ナスターシャのあまりの反応に隼人は呆気に取られる。
「いやいや、褒めてんのよ?」
「ほ、褒める? な、何を? この胸をか? ふざけたことを抜かすな!」
「ふざけてねーよ。オレ、好きだぜ。胸の大きい女性は。もうね、好物。大好物」
「こ、好物だと!? 人の胸を食べ物みたいに言うのは止めろ!」
ふむ――隼人はナスターシャの見せる反応に一つの結果を導き出した。
間違いなくこいつは『新品』だ。
こんな、どエロい体をしてるくせに……『新品』だ。
よし、それなら。
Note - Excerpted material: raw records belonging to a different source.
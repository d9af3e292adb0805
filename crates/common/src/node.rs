//! A named participant in a Swift network
//!
//! Nodes hold an ordered list of key epochs ([`Secret`]s) kept newest first.
//! Encryption always uses the newest epoch while decryption tries every
//! epoch in order, so operations started before a key rotation still open
//! after it. Rotation takes the write side of the lock; encrypt/decrypt work
//! on a read snapshot.

use std::fmt;

use base64::engine::general_purpose::URL_SAFE_NO_PAD;
use base64::Engine;
use chrono::{DateTime, Utc};
use parking_lot::RwLock;

use crate::codec::{self, CodecError};
use crate::crypto::{Secret, SecretError, NONCE_SIZE};
use crate::pair::{Conflict, Pair, PairError};

/// What a node does in its network
#[derive(Debug, Clone, Copy, PartialEq, Eq, Hash)]
pub enum Role {
    /// Accepts server initiated requests and creates operations
    Access,
    /// Takes part in storage bounces
    Storage,
}

#[derive(Debug, thiserror::Error)]
pub enum NodeError {
    #[error("No secrets for node '{0}'")]
    NoSecrets(String),
    #[error("No secret for node '{domain}' could decrypt the data: {source}")]
    NoSecretDecrypted {
        domain: String,
        #[source]
        source: SecretError,
    },
    #[error("Node domain must not be empty")]
    EmptyDomain,
    #[error("secret error: {0}")]
    Secret(#[from] SecretError),
    #[error("invalid base64: {0}")]
    Base64(#[from] base64::DecodeError),
    #[error("scrambled value is not valid UTF-8")]
    Utf8,
    #[error("Value for cookie '{0}' zero length")]
    EmptyCookie(String),
    #[error("Time for cookie '{0}' invalid")]
    InvalidCookieTime(String),
    #[error("Value for cookie '{name}' error '{source}'")]
    InvalidCookieValue {
        name: String,
        #[source]
        source: PairError,
    },
    #[error("pair error: {0}")]
    Pair(#[from] PairError),
    #[error("codec error: {0}")]
    Codec(#[from] CodecError),
}

pub struct Node {
    network: String,
    domain: String,
    hash: u32,
    created: DateTime<Utc>,
    expires: DateTime<Utc>,
    role: Role,
    secrets: RwLock<Vec<Secret>>,
    scrambler: Secret,
    nonce: [u8; NONCE_SIZE],
}

impl fmt::Debug for Node {
    fn fmt(&self, f: &mut fmt::Formatter<'_>) -> fmt::Result {
        f.debug_struct("Node")
            .field("network", &self.network)
            .field("domain", &self.domain)
            .field("hash", &self.hash)
            .field("role", &self.role)
            .field("expires", &self.expires)
            .field("secrets", &self.secrets.read().len())
            .finish_non_exhaustive()
    }
}

/// 32-bit digest used to place domains and client addresses on the ring
pub fn hash32(value: &str) -> u32 {
    let digest = blake3::hash(value.as_bytes());
    let mut bytes = [0u8; 4];
    bytes.copy_from_slice(&digest.as_bytes()[..4]);
    u32::from_be_bytes(bytes)
}

/// Fill a nonce by cycling through the domain's bytes
fn make_nonce(domain: &str) -> Result<[u8; NONCE_SIZE], NodeError> {
    let bytes = domain.as_bytes();
    if bytes.is_empty() {
        return Err(NodeError::EmptyDomain);
    }
    let mut nonce = [0u8; NONCE_SIZE];
    for (i, b) in nonce.iter_mut().enumerate() {
        *b = bytes[i % bytes.len()];
    }
    Ok(nonce)
}

impl Node {
    pub fn new(
        network: impl Into<String>,
        domain: impl Into<String>,
        created: DateTime<Utc>,
        expires: DateTime<Utc>,
        role: Role,
        scrambler: Secret,
    ) -> Result<Self, NodeError> {
        let domain = domain.into();
        let nonce = make_nonce(&domain)?;
        Ok(Self {
            network: network.into(),
            hash: hash32(&domain),
            domain,
            created,
            expires,
            role,
            secrets: RwLock::new(Vec::new()),
            scrambler,
            nonce,
        })
    }

    /* Getters */

    pub fn network(&self) -> &str {
        &self.network
    }

    pub fn domain(&self) -> &str {
        &self.domain
    }

    pub fn hash(&self) -> u32 {
        self.hash
    }

    pub fn created(&self) -> DateTime<Utc> {
        self.created
    }

    pub fn expires(&self) -> DateTime<Utc> {
        self.expires
    }

    pub fn role(&self) -> Role {
        self.role
    }

    pub fn is_active(&self) -> bool {
        self.is_active_at(Utc::now())
    }

    /// True while the node has not retired and holds at least one secret
    pub fn is_active_at(&self, now: DateTime<Utc>) -> bool {
        self.expires > now && !self.secrets.read().is_empty()
    }

    /* Key epochs */

    /// Add a key epoch and re-establish newest-first order. Epochs with the
    /// same timestamp keep the most recently added one first.
    pub fn add_secret(&self, secret: Secret) {
        let mut secrets = self.secrets.write();
        secrets.insert(0, secret);
        secrets.sort_by(|a, b| b.time_stamp().cmp(&a.time_stamp()));
        tracing::debug!(domain = %self.domain, epochs = secrets.len(), "added node secret");
    }

    /// The newest key epoch, used for all new encryption
    pub fn secret(&self) -> Result<Secret, NodeError> {
        self.secrets
            .read()
            .first()
            .cloned()
            .ok_or_else(|| NodeError::NoSecrets(self.domain.clone()))
    }

    /// Snapshot of every held epoch, newest first
    pub fn secrets(&self) -> Vec<Secret> {
        self.secrets.read().clone()
    }

    pub fn encrypt(&self, data: &[u8]) -> Result<Vec<u8>, NodeError> {
        Ok(self.secret()?.compress_and_encrypt(data)?)
    }

    /// Try every held epoch in order and return the first successful open
    pub fn decrypt(&self, data: &[u8]) -> Result<Vec<u8>, NodeError> {
        let secrets = self.secrets();
        let mut last_error = None;
        for secret in &secrets {
            match secret.decrypt_and_decompress(data) {
                Ok(plain) => return Ok(plain),
                Err(e) => last_error = Some(e),
            }
        }
        match last_error {
            Some(source) => Err(NodeError::NoSecretDecrypted {
                domain: self.domain.clone(),
                source,
            }),
            None => Err(NodeError::NoSecrets(self.domain.clone())),
        }
    }

    /* Scrambling */

    /// Repeatable opaque token for a short identifier
    pub fn scramble(&self, value: &str) -> Result<String, NodeError> {
        self.scramble_bytes(value.as_bytes())
    }

    pub fn unscramble(&self, token: &str) -> Result<String, NodeError> {
        String::from_utf8(self.unscramble_bytes(token)?).map_err(|_| NodeError::Utf8)
    }

    fn scramble_bytes(&self, data: &[u8]) -> Result<String, NodeError> {
        let sealed = self.scrambler.encrypt_with_nonce(data, &self.nonce)?;
        Ok(URL_SAFE_NO_PAD.encode(sealed))
    }

    fn unscramble_bytes(&self, token: &str) -> Result<Vec<u8>, NodeError> {
        let sealed = URL_SAFE_NO_PAD.decode(token)?;
        Ok(self.scrambler.decrypt(&sealed)?)
    }

    /* Cookies */

    /// Cookie name for a stored pair: the scrambled framing of
    /// `table || key`, plus a value digest for Add pairs so that a list of
    /// values can be held for a single key.
    pub fn cookie_name(&self, table: &str, pair: &Pair) -> Result<String, NodeError> {
        let mut buf = Vec::new();
        codec::write_string(&mut buf, table)?;
        codec::write_string(&mut buf, &pair.key)?;
        if pair.conflict == Conflict::Add {
            let digest = blake3::hash(pair.value.as_bytes()).to_hex();
            codec::write_string(&mut buf, &digest[..8])?;
        }
        self.scramble_bytes(&buf)
    }

    /// The table a cookie written by [`Node::cookie_name`] belongs to
    pub fn cookie_table(&self, name: &str) -> Result<String, NodeError> {
        let data = self.unscramble_bytes(name)?;
        Ok(codec::read_string(&mut data.as_slice())?)
    }

    /// Cookie value holding `write time || pair`, encrypted under this node
    pub fn value_to_cookie(
        &self,
        pair: &Pair,
        write_time: DateTime<Utc>,
    ) -> Result<String, NodeError> {
        let mut buf = Vec::new();
        codec::write_time(&mut buf, &write_time);
        pair.write_to(&mut buf)?;
        Ok(URL_SAFE_NO_PAD.encode(self.encrypt(&buf)?))
    }

    pub fn value_from_cookie(&self, name: &str, value: &str) -> Result<Pair, NodeError> {
        let sealed = URL_SAFE_NO_PAD.decode(value)?;
        let data = self.decrypt(&sealed)?;
        if data.is_empty() {
            return Err(NodeError::EmptyCookie(name.to_string()));
        }
        let mut reader = data.as_slice();
        let write_time = codec::read_time(&mut reader)
            .map_err(|_| NodeError::InvalidCookieTime(name.to_string()))?;
        let mut pair =
            Pair::read_from(&mut reader).map_err(|source| NodeError::InvalidCookieValue {
                name: name.to_string(),
                source,
            })?;
        pair.cookie_write_time = Some(write_time);
        Ok(pair)
    }
}

#[cfg(test)]
mod test {
    use super::*;
    use chrono::Duration;

    fn make_node(domain: &str) -> Node {
        let now = Utc::now();
        Node::new(
            "net",
            domain,
            now,
            now + Duration::days(30),
            Role::Storage,
            Secret::generate().unwrap(),
        )
        .unwrap()
    }

    fn secret_at(offset_days: i64) -> Secret {
        let key = Secret::generate().unwrap();
        Secret::from_key(&key.key_string(), Utc::now() + Duration::days(offset_days)).unwrap()
    }

    #[test]
    fn test_nonce_cycles_domain_bytes() {
        let nonce = make_nonce("abc").unwrap();
        assert_eq!(&nonce, b"abcabcabcabc");
        let nonce = make_nonce("a-very-long-domain.com").unwrap();
        assert_eq!(&nonce, b"a-very-long-");
        assert!(matches!(make_nonce(""), Err(NodeError::EmptyDomain)));
    }

    #[test]
    fn test_inactive_without_secrets() {
        let node = make_node("a.com");
        assert!(!node.is_active());
        node.add_secret(Secret::generate().unwrap());
        assert!(node.is_active());
        assert!(!node.is_active_at(node.expires()));
    }

    #[test]
    fn test_newest_secret_encrypts() {
        let node = make_node("a.com");
        let old = secret_at(-2);
        let new = secret_at(0);
        // Insert newest first to show ordering does not depend on insertion
        node.add_secret(new.clone());
        node.add_secret(old.clone());

        assert_eq!(node.secret().unwrap(), new);
        let sealed = node.encrypt(b"payload").unwrap();
        assert!(new.decrypt_and_decompress(&sealed).is_ok());
        assert!(old.decrypt_and_decompress(&sealed).is_err());
    }

    #[test]
    fn test_last_added_secret_encrypts_on_equal_timestamps() {
        let node = make_node("a.com");
        let created = Utc::now();
        let first = Secret::from_key(&Secret::generate().unwrap().key_string(), created).unwrap();
        let second = Secret::from_key(&Secret::generate().unwrap().key_string(), created).unwrap();
        node.add_secret(first.clone());
        node.add_secret(second.clone());

        assert_eq!(node.secret().unwrap(), second);
        let sealed = node.encrypt(b"payload").unwrap();
        assert!(second.decrypt_and_decompress(&sealed).is_ok());
        assert!(first.decrypt_and_decompress(&sealed).is_err());
    }

    #[test]
    fn test_old_epoch_still_decrypts_after_rotation() {
        let node = make_node("a.com");
        node.add_secret(secret_at(-2));
        let sealed = node.encrypt(b"before rotation").unwrap();

        node.add_secret(secret_at(0));
        assert_eq!(node.decrypt(&sealed).unwrap(), b"before rotation");
    }

    #[test]
    fn test_decrypt_surfaces_last_error() {
        let node = make_node("a.com");
        assert!(matches!(node.decrypt(b"anything"), Err(NodeError::NoSecrets(_))));

        node.add_secret(secret_at(0));
        let foreign = Secret::generate().unwrap().compress_and_encrypt(b"x").unwrap();
        assert!(matches!(
            node.decrypt(&foreign),
            Err(NodeError::NoSecretDecrypted {
                source: SecretError::AuthenticationFailed,
                ..
            })
        ));
    }

    #[test]
    fn test_scramble_is_deterministic_and_reversible() {
        let node = make_node("storage.example.com");
        let a = node.scramble("access.example.com").unwrap();
        let b = node.scramble("access.example.com").unwrap();
        assert_eq!(a, b);
        assert_eq!(node.unscramble(&a).unwrap(), "access.example.com");
    }

    #[test]
    fn test_cookie_round_trip() {
        let node = make_node("a.com");
        node.add_secret(secret_at(0));
        let now = Utc::now();
        let pair = Pair::new(
            "id",
            "42",
            Conflict::NewestWins,
            now,
            now + Duration::days(10),
        );

        let value = node.value_to_cookie(&pair, now).unwrap();
        let read = node.value_from_cookie("id", &value).unwrap();
        assert_eq!(read.key, "id");
        assert_eq!(read.value, "42");
        assert_eq!(
            read.cookie_write_time.map(|t| t.timestamp_millis()),
            Some(now.timestamp_millis())
        );
    }

    #[test]
    fn test_empty_cookie_rejected() {
        let node = make_node("a.com");
        node.add_secret(secret_at(0));
        let empty = URL_SAFE_NO_PAD.encode(node.encrypt(b"").unwrap());
        assert!(matches!(
            node.value_from_cookie("c", &empty),
            Err(NodeError::EmptyCookie(_))
        ));
    }

    #[test]
    fn test_cookie_names_per_policy() {
        let node = make_node("a.com");
        let now = Utc::now();
        let later = now + Duration::days(1);
        let a1 = Pair::new("tags", "one", Conflict::Add, now, later);
        let a2 = Pair::new("tags", "two", Conflict::Add, now, later);
        let n1 = Pair::new("id", "one", Conflict::NewestWins, now, later);
        let n2 = Pair::new("id", "two", Conflict::NewestWins, now, later);

        assert_ne!(
            node.cookie_name("t", &a1).unwrap(),
            node.cookie_name("t", &a2).unwrap()
        );
        assert_eq!(
            node.cookie_name("t", &n1).unwrap(),
            node.cookie_name("t", &n2).unwrap()
        );
    }

    #[test]
    fn test_cookie_names_keep_tables_apart() {
        let node = make_node("a.com");
        let now = Utc::now();
        let later = now + Duration::days(1);
        let dotted_key = Pair::new("b.secret", "x", Conflict::NewestWins, now, later);
        let plain_key = Pair::new("secret", "x", Conflict::NewestWins, now, later);

        let in_a = node.cookie_name("a", &dotted_key).unwrap();
        let in_ab = node.cookie_name("a.b", &plain_key).unwrap();
        assert_ne!(in_a, in_ab);
        assert_eq!(node.cookie_table(&in_a).unwrap(), "a");
        assert_eq!(node.cookie_table(&in_ab).unwrap(), "a.b");

        let tag = Pair::new("tags", "one", Conflict::Add, now, later);
        assert_eq!(
            node.cookie_table(&node.cookie_name("a", &tag).unwrap()).unwrap(),
            "a"
        );
        assert!(node.cookie_table("not-a-cookie").is_err());
    }
}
と、下衆い笑みを浮かべる隼人。
このやりとりを楽しむことに決めた隼人はわざとらしく大きく驚く。
「は!? 『食べ物みたいに』って……お前、その胸、食べられたこと無いの!? マジで!?」
「お、大きな声で言うな!」
観衆がざわつく。なんか、試合とは違った空気を感じ始める観衆達。
ガイナは腹を抱えてゲラゲラと笑っていた。リレイアはナスターシャ同様に状況が飲み込めずオロついていた。
ステータス上には表示されない隠れ『スケベゲージ』が貯まる貯まる。
勢いに乗った隼人の暴走は止まらない。
「食べるんだよ! しゃぶるんだよ! むしゃぶりつくんだよ!」
ナスターシャの耳元で大きく叫ぶ隼人。まさに耳レイプ状態。